--- INPUT ---
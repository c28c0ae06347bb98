// ==========================================
// Correlativities Engine - Engine Layer
// ==========================================
// Business rules only; engines never build SQL.
// Every refusal carries a typed reason.
// ==========================================

pub mod correlativities;
pub mod eligibility;
pub mod eligibility_core;
pub mod error;
pub mod gatekeeper;
pub mod prerequisite_index;
pub mod repositories;

#[cfg(test)]
pub(crate) mod test_support;

pub use correlativities::CorrelativitiesGraphBuilder;
pub use eligibility::{CareerSnapshot, EligibilityEngine};
pub use eligibility_core::{EligibilityCore, StateDecision};
pub use error::{EngineError, EngineResult};
pub use gatekeeper::{EnrollmentGatekeeper, DEFAULT_BULK_MAX_CONCURRENT};
pub use prerequisite_index::PrerequisiteIndex;
pub use repositories::EnrollmentRepositories;
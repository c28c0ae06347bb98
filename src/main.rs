// ==========================================
// Correlativities Engine - CLI entry point
// ==========================================
// Output: pretty JSON on stdout; logs on stderr; exit code 1 on error
// ==========================================

use std::path::PathBuf;

use anyhow::Context;
use clap::{Parser, Subcommand};
use serde_json::{json, Value};

use correlativities_engine::app::{get_default_db_path, AppState};
use correlativities_engine::domain::{
    CareerId, EnrollmentDecision, EnrollmentId, EnrollmentStatus, StudentId, SubjectId,
};
use correlativities_engine::{i18n, logging, EnrollmentApi};

#[derive(Parser, Debug)]
#[command(name = "correlativities", version, about = "Enrollment eligibility and correlativities engine")]
struct Cli {
    /// SQLite database path
    #[arg(long, global = true, env = "CORRELATIVITIES_DB")]
    db: Option<String>,

    /// Message language (es, en); defaults to the configured locale
    #[arg(long, global = true)]
    locale: Option<String>,

    /// Emit logs as JSON lines
    #[arg(long, global = true)]
    json_logs: bool,

    #[command(subcommand)]
    command: Command,
}

#[derive(Subcommand, Debug)]
enum Command {
    /// Create the database schema
    InitDb,

    /// Import careers, subjects, placements, prerequisites and enrollments from CSV files
    Import {
        /// Directory holding the CSV files
        dir: PathBuf,
    },

    /// Eligibility of every subject of a career
    Eligibility {
        #[arg(long)]
        student: String,
        #[arg(long)]
        career: String,
    },

    /// Correlativities graph of a career
    Graph {
        #[arg(long)]
        student: String,
        #[arg(long)]
        career: String,
    },

    /// Check whether a student may enroll in a subject
    CanEnroll {
        #[arg(long)]
        student: String,
        #[arg(long)]
        subject: String,
    },

    /// Prerequisites of a subject the student has not completed
    Missing {
        #[arg(long)]
        student: String,
        #[arg(long)]
        subject: String,
    },

    /// Create an enrollment record (prerequisites are not re-checked)
    Enroll {
        #[arg(long)]
        student: String,
        #[arg(long)]
        subject: String,
        #[arg(long, default_value = "active")]
        status: String,
    },

    /// Enroll in several subjects at once
    BulkEnroll {
        #[arg(long)]
        student: String,
        /// Comma-separated subject ids
        #[arg(long, value_delimiter = ',', required = true)]
        subjects: Vec<String>,
    },

    /// Overwrite the status of an enrollment record
    SetStatus {
        #[arg(long)]
        enrollment: String,
        #[arg(long)]
        status: String,
    },
}

#[tokio::main]
async fn main() {
    let cli = Cli::parse();

    if cli.json_logs {
        logging::init_json();
    } else {
        logging::init();
    }

    match run(cli).await {
        Ok(output) => match serde_json::to_string_pretty(&output) {
            Ok(text) => println!("{}", text),
            Err(e) => {
                eprintln!("error: {}", e);
                std::process::exit(1);
            }
        },
        Err(e) => {
            tracing::error!(error = %e, "command failed");
            eprintln!("{}: {:#}", i18n::t("common.error"), e);
            std::process::exit(1);
        }
    }
}

async fn run(cli: Cli) -> anyhow::Result<Value> {
    let db_path = get_default_db_path(cli.db.as_deref());
    let state = AppState::new(&db_path)
        .await
        .map_err(anyhow::Error::msg)?;

    let locale = match cli.locale {
        Some(locale) => locale,
        None => state.configured_locale().await,
    };
    if !i18n::SUPPORTED_LOCALES.contains(&locale.as_str()) {
        tracing::warn!(locale = %locale, "unsupported locale, messages fall back to es");
    }
    i18n::set_locale(&locale);

    let api = state.enrollment_api.as_ref();

    let output = match cli.command {
        Command::InitDb => json!({
            "db_path": state.db_path.display().to_string(),
            "message": i18n::t("common.success"),
        }),

        Command::Import { dir } => {
            if !dir.is_dir() {
                anyhow::bail!(i18n::t_with_args(
                    "import.file_not_found",
                    &[("path", &dir.display().to_string())]
                ));
            }
            let summaries = state
                .importer
                .import_dir(&dir)
                .await
                .with_context(|| format!("import from {}", dir.display()))?;
            for summary in &summaries {
                eprintln!(
                    "{}",
                    i18n::t_with_args(
                        "import.file_summary",
                        &[
                            ("file", &summary.file),
                            ("read", &summary.rows_read.to_string()),
                            ("inserted", &summary.inserted.to_string()),
                            ("rejected", &summary.rejected.len().to_string()),
                        ]
                    )
                );
            }
            serde_json::to_value(summaries)?
        }

        Command::Eligibility { student, career } => {
            let map = api
                .get_eligibility_for_student(&StudentId::new(student), &CareerId::new(career))
                .await?;
            let subjects = map
                .values()
                .map(|entry| {
                    let mut value = serde_json::to_value(entry)?;
                    value["status_label"] = json!(i18n::status_label(entry.status));
                    Ok(value)
                })
                .collect::<Result<Vec<Value>, serde_json::Error>>()?;
            json!({ "subjects": subjects })
        }

        Command::Graph { student, career } => {
            let graph = api
                .get_graph_for_student(&StudentId::new(student), &CareerId::new(career))
                .await?;
            serde_json::to_value(graph)?
        }

        Command::CanEnroll { student, subject } => {
            let decision = api
                .check_enrollment(&StudentId::new(student), &SubjectId::new(subject))
                .await?;
            let message = match &decision {
                EnrollmentDecision::Allowed => i18n::t("common.success"),
                EnrollmentDecision::Rejected(reason) => i18n::rejection_message(reason),
            };
            json!({
                "allowed": decision.is_allowed(),
                "decision": decision,
                "message": message,
            })
        }

        Command::Missing { student, subject } => {
            let missing = api
                .get_missing_prerequisites(&StudentId::new(student), &SubjectId::new(subject))
                .await?;
            serde_json::to_value(missing)?
        }

        Command::Enroll {
            student,
            subject,
            status,
        } => {
            let status: EnrollmentStatus = status.parse()?;
            let enrollment = api
                .enroll(&StudentId::new(student), &SubjectId::new(subject), status)
                .await?;
            serde_json::to_value(enrollment)?
        }

        Command::BulkEnroll { student, subjects } => {
            let subject_ids: Vec<SubjectId> = subjects
                .into_iter()
                .map(|s| s.trim().to_string())
                .filter(|s| !s.is_empty())
                .map(SubjectId::new)
                .collect();
            let result = api
                .bulk_enroll(&StudentId::new(student), &subject_ids)
                .await?;
            json!({
                "summary": EnrollmentApi::bulk_enroll_summary(&result),
                "result": result,
            })
        }

        Command::SetStatus { enrollment, status } => {
            let status: EnrollmentStatus = status.parse()?;
            let enrollment = api
                .change_status(&EnrollmentId::new(enrollment), status)
                .await?;
            serde_json::to_value(enrollment)?
        }
    };

    Ok(output)
}
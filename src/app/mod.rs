// ==========================================
// Correlativities Engine - Application Layer
// ==========================================
// Service wiring for the CLI
// ==========================================

pub mod state;

pub use state::{get_default_db_path, AppState, DB_PATH_ENV};
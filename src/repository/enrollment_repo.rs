// ==========================================
// Correlativities Engine - Enrollment Repository
// ==========================================
// Table: enrollments (+ subjects.current_enrollment counter)
// Seat accounting happens in the same IMMEDIATE transaction as the
// enrollment write, so the capacity check cannot be raced.
// ==========================================

use crate::db::open_sqlite_connection;
use crate::domain::{
    Enrollment, EnrollmentId, EnrollmentStatus, NewEnrollment, StudentId, SubjectId,
};
use crate::repository::error::{RepositoryError, RepositoryResult};
use crate::repository::stores::EnrollmentStore;
use async_trait::async_trait;
use chrono::{DateTime, Utc};
use rusqlite::types::Type;
use rusqlite::{
    params, Connection, OptionalExtension, Result as SqliteResult, TransactionBehavior,
};
use std::sync::{Arc, Mutex};
use uuid::Uuid;

/// Enrollment repository
pub struct EnrollmentRepository {
    conn: Arc<Mutex<Connection>>,
}

impl EnrollmentRepository {
    pub fn new(db_path: &str) -> RepositoryResult<Self> {
        let conn = open_sqlite_connection(db_path)?;
        Ok(Self {
            conn: Arc::new(Mutex::new(conn)),
        })
    }

    pub fn from_connection(conn: Arc<Mutex<Connection>>) -> Self {
        Self { conn }
    }

    fn get_conn(&self) -> RepositoryResult<std::sync::MutexGuard<Connection>> {
        self.conn
            .lock()
            .map_err(|e| RepositoryError::LockError(e.to_string()))
    }

    fn map_enrollment(row: &rusqlite::Row) -> SqliteResult<Enrollment> {
        let status_str: String = row.get(3)?;
        let status = status_str
            .parse::<EnrollmentStatus>()
            .map_err(|e| rusqlite::Error::FromSqlConversionFailure(3, Type::Text, Box::new(e)))?;
        Ok(Enrollment {
            id: EnrollmentId::new(row.get::<_, String>(0)?),
            student_id: StudentId::new(row.get::<_, String>(1)?),
            subject_id: SubjectId::new(row.get::<_, String>(2)?),
            status,
            enrollment_date: row.get::<_, DateTime<Utc>>(4)?,
        })
    }

    fn query_by_id(conn: &Connection, id: &EnrollmentId) -> RepositoryResult<Option<Enrollment>> {
        let enrollment = conn
            .query_row(
                r#"
                SELECT id, student_id, subject_id, status, enrollment_date
                FROM enrollments WHERE id = ?1
                "#,
                params![id.as_str()],
                Self::map_enrollment,
            )
            .optional()?;
        Ok(enrollment)
    }

    /// Fail with CapacityExceeded when the subject has no free seat
    fn ensure_free_seat(conn: &Connection, subject_id: &SubjectId) -> RepositoryResult<()> {
        let seats: Option<(i32, i32)> = conn
            .query_row(
                "SELECT capacity, current_enrollment FROM subjects WHERE id = ?1",
                params![subject_id.as_str()],
                |row| Ok((row.get(0)?, row.get(1)?)),
            )
            .optional()?;

        let (capacity, current_enrollment) =
            seats.ok_or_else(|| RepositoryError::not_found("Subject", subject_id))?;

        if current_enrollment >= capacity {
            return Err(RepositoryError::CapacityExceeded {
                subject_id: subject_id.to_string(),
                capacity,
                current_enrollment,
            });
        }
        Ok(())
    }

    /// Shift `current_enrollment` by `delta`, never below zero
    fn adjust_seats(conn: &Connection, subject_id: &SubjectId, delta: i32) -> RepositoryResult<()> {
        if delta == 0 {
            return Ok(());
        }
        conn.execute(
            r#"
            UPDATE subjects
            SET current_enrollment = MAX(0, current_enrollment + ?1)
            WHERE id = ?2
            "#,
            params![delta, subject_id.as_str()],
        )?;
        Ok(())
    }

    /// Record an existing enrollment without a capacity check
    ///
    /// Used when loading enrollment history; the seat counter is still
    /// kept in step with the record's status.
    pub fn import_record(&self, enrollment: &Enrollment) -> RepositoryResult<()> {
        let mut conn = self.get_conn()?;
        let tx = conn.transaction_with_behavior(TransactionBehavior::Immediate)?;

        let previous: Option<String> = tx
            .query_row(
                "SELECT status FROM enrollments WHERE student_id = ?1 AND subject_id = ?2",
                params![enrollment.student_id.as_str(), enrollment.subject_id.as_str()],
                |row| row.get(0),
            )
            .optional()?;
        let previous_occupies = previous
            .as_deref()
            .and_then(|s| s.parse::<EnrollmentStatus>().ok())
            .map(|s| s.occupies_seat())
            .unwrap_or(false);

        tx.execute(
            r#"
            INSERT INTO enrollments (id, student_id, subject_id, status, enrollment_date)
            VALUES (?1, ?2, ?3, ?4, ?5)
            ON CONFLICT(student_id, subject_id) DO UPDATE SET
                status = excluded.status,
                enrollment_date = excluded.enrollment_date
            "#,
            params![
                enrollment.id.as_str(),
                enrollment.student_id.as_str(),
                enrollment.subject_id.as_str(),
                enrollment.status.to_db_str(),
                enrollment.enrollment_date,
            ],
        )?;

        let delta = i32::from(enrollment.status.occupies_seat()) - i32::from(previous_occupies);
        Self::adjust_seats(&tx, &enrollment.subject_id, delta)?;

        tx.commit()?;
        Ok(())
    }

    fn insert_within_capacity(&self, new: NewEnrollment) -> RepositoryResult<Enrollment> {
        let mut conn = self.get_conn()?;
        let tx = conn.transaction_with_behavior(TransactionBehavior::Immediate)?;

        Self::ensure_free_seat(&tx, &new.subject_id)?;

        let enrollment = Enrollment {
            id: EnrollmentId::new(Uuid::new_v4().to_string()),
            student_id: new.student_id,
            subject_id: new.subject_id,
            status: new.status,
            enrollment_date: Utc::now(),
        };

        tx.execute(
            r#"
            INSERT INTO enrollments (id, student_id, subject_id, status, enrollment_date)
            VALUES (?1, ?2, ?3, ?4, ?5)
            "#,
            params![
                enrollment.id.as_str(),
                enrollment.student_id.as_str(),
                enrollment.subject_id.as_str(),
                enrollment.status.to_db_str(),
                enrollment.enrollment_date,
            ],
        )?;

        if enrollment.status.occupies_seat() {
            Self::adjust_seats(&tx, &enrollment.subject_id, 1)?;
        }

        tx.commit()?;
        Ok(enrollment)
    }

    fn update_status(
        &self,
        id: &EnrollmentId,
        status: EnrollmentStatus,
    ) -> RepositoryResult<Enrollment> {
        let mut conn = self.get_conn()?;
        let tx = conn.transaction_with_behavior(TransactionBehavior::Immediate)?;

        let mut enrollment =
            Self::query_by_id(&tx, id)?.ok_or_else(|| RepositoryError::not_found("Enrollment", id))?;

        // re-activation takes a seat, so it goes through the same guard
        let delta = i32::from(status.occupies_seat()) - i32::from(enrollment.status.occupies_seat());
        if delta > 0 {
            Self::ensure_free_seat(&tx, &enrollment.subject_id)?;
        }

        tx.execute(
            "UPDATE enrollments SET status = ?1 WHERE id = ?2",
            params![status.to_db_str(), id.as_str()],
        )?;
        Self::adjust_seats(&tx, &enrollment.subject_id, delta)?;

        tx.commit()?;
        enrollment.status = status;
        Ok(enrollment)
    }
}

#[async_trait]
impl EnrollmentStore for EnrollmentRepository {
    async fn list_by_student(&self, student_id: &StudentId) -> RepositoryResult<Vec<Enrollment>> {
        let conn = self.get_conn()?;
        let mut stmt = conn.prepare(
            r#"
            SELECT id, student_id, subject_id, status, enrollment_date
            FROM enrollments
            WHERE student_id = ?1
            ORDER BY enrollment_date
            "#,
        )?;
        let enrollments = stmt
            .query_map(params![student_id.as_str()], Self::map_enrollment)?
            .collect::<SqliteResult<Vec<Enrollment>>>()?;
        Ok(enrollments)
    }

    async fn find_by_student_and_subject(
        &self,
        student_id: &StudentId,
        subject_id: &SubjectId,
    ) -> RepositoryResult<Option<Enrollment>> {
        let conn = self.get_conn()?;
        let enrollment = conn
            .query_row(
                r#"
                SELECT id, student_id, subject_id, status, enrollment_date
                FROM enrollments
                WHERE student_id = ?1 AND subject_id = ?2
                "#,
                params![student_id.as_str(), subject_id.as_str()],
                Self::map_enrollment,
            )
            .optional()?;
        Ok(enrollment)
    }

    async fn find_by_id(&self, id: &EnrollmentId) -> RepositoryResult<Option<Enrollment>> {
        let conn = self.get_conn()?;
        Self::query_by_id(&conn, id)
    }

    async fn create_within_capacity(
        &self,
        enrollment: NewEnrollment,
    ) -> RepositoryResult<Enrollment> {
        self.insert_within_capacity(enrollment)
    }

    async fn change_status(
        &self,
        id: &EnrollmentId,
        status: EnrollmentStatus,
    ) -> RepositoryResult<Enrollment> {
        self.update_status(id, status)
    }
}
// ==========================================
// Internationalization (i18n)
// ==========================================
// rust-i18n; Spanish (default) and English
// The rust_i18n::i18n! macro is initialized in lib.rs
// ==========================================

use crate::domain::{EnrollmentRejection, SubjectEligibilityStatus};

pub const SUPPORTED_LOCALES: [&str; 2] = ["es", "en"];

pub fn current_locale() -> String {
    rust_i18n::locale().to_string()
}

/// Switch the message language
///
/// # Arguments
/// - locale: "es" or "en"; anything else falls back to "es" lookups
pub fn set_locale(locale: &str) {
    rust_i18n::set_locale(locale);
}

/// Translate a key (no arguments)
///
/// # Example
/// ```no_run
/// use correlativities_engine::i18n::t;
/// let msg = t("common.success");
/// ```
pub fn t(key: &str) -> String {
    rust_i18n::t!(key).to_string()
}

/// Translate a key, substituting `%{name}` placeholders
///
/// # Example
/// ```no_run
/// use correlativities_engine::i18n::t_with_args;
/// let msg = t_with_args("import.file_not_found", &[("path", "/tmp/subjects.csv")]);
/// ```
pub fn t_with_args(key: &str, args: &[(&str, &str)]) -> String {
    let mut result = rust_i18n::t!(key).to_string();
    for (k, v) in args {
        let placeholder = format!("%{{{}}}", k);
        result = result.replace(&placeholder, v);
    }
    result
}

/// Display label of an eligibility status
pub fn status_label(status: SubjectEligibilityStatus) -> String {
    t(status.label_key())
}

/// Human-readable rejection reason
pub fn rejection_message(rejection: &EnrollmentRejection) -> String {
    match rejection {
        EnrollmentRejection::AlreadyRecorded { status } => t_with_args(
            rejection.reason_key(),
            &[("status", status.to_db_str())],
        ),
        EnrollmentRejection::MissingPrerequisites { missing } => {
            let subjects = missing
                .iter()
                .map(|id| id.as_str())
                .collect::<Vec<_>>()
                .join(", ");
            t_with_args(rejection.reason_key(), &[("subjects", &subjects)])
        }
        EnrollmentRejection::NoCapacity {
            capacity,
            current_enrollment,
        } => t_with_args(
            rejection.reason_key(),
            &[
                ("current", &current_enrollment.to_string()),
                ("capacity", &capacity.to_string()),
            ],
        ),
        EnrollmentRejection::SubjectNotFound => t(rejection.reason_key()),
    }
}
---
## EXERCISE GOAL
Gather each line in the data that holds the string "SubjectEligibilityStatus".

## TASK RESULT
use crate::domain::{EnrollmentRejection, SubjectEligibilityStatus};
pub fn status_label(status: SubjectEligibilityStatus) -> String {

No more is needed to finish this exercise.